I agree - we need this! Not just in Virginia but nationwide.
If the DNC feels financially strapped, all they have to do is send out fundraising appeals to the effect that "We want to keep these 50-state organizers on, but we need your $$ to do it." That would easily generate the money needed to keep them going.
If it's a strategic move, then the grassroots indeed has to send a message to the DNC that this is unacceptable. The price of freedom is eternal vigilance. Nov. 4 is one day out of the year, but we need to spend every other day keeping an eye on our elected (and unelected) officials to make sure that they're keeping faith with the American people.
What does the DNC think that it is doing?!
We won a resounding victory. A lot of that should be attributed to the 50 State Project, which went out to red states and challenged Republican domination there. We won Virginia after 44 years of Republican victories in presidential elections. We won North Carolina. We won back Florida, which hadn't voted for a Democratic presidential nominee since Bill Clinton. We were successful in Colorado. We challenged and won so many areas that the Democratic insiders had written off as "not ours" for years.
We did more than just win back the White House. Unlike in the Clinton victories in the 1992 and 1996 election, we won resounding victories not eked out narrow ones. Nobody can challenge the legitimacy of Obama's win by claiming, as they did about Bill Clinton in '92, that it was less than 50 percent. Much more than Bush's close victory in 2004, Obama has true political capital and, yes, he does have a mandate for change. Because not only did he win a solid, undisputed victory, he had coattails.
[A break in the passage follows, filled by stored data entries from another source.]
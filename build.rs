fn main() {
    println!("cargo:rerun-if-changed=build.rs");

    // Host builds (tests, fuzzing) have no ESP-IDF environment to export.
    #[cfg(feature = "espidf")]
    embuild::espidf::sysenv::output();
}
Democrats up and down the U.S. won seats in Congress from red states.
So, why would the DNC ditch the program that brought us these successes? It just doesn't make sense.
Sorry about that.
There is absolutely no doubt in my mind that the reason why Virginia (and so many other states and/or localities) has "gone blue" over the past couple of years is directly related to these various efforts incorporated by and into Howard Dean's 50-state strategy along with other manifestations and vestiges of it.
Susan Mariner is the perfect example of an incredibly effective political operative and organizer whose absence from Virginia's political landscape would bode badly for next year's major statewide raises as well as those contests in our various districts and localities.
At every governmental/political level - at least here in Virginia - we need to maintain and support that effort and intensity and spirit of hard work, dedication and accomplishment, and this is most definitely NOT the time to do anything less.
Lowell, please consider assembling an online petition drive to keep people like Susan Mariner employed by the DNC, DPV, etc., and, if that doesn't work, then let's use these same resources for a fundraising drive toward the same end.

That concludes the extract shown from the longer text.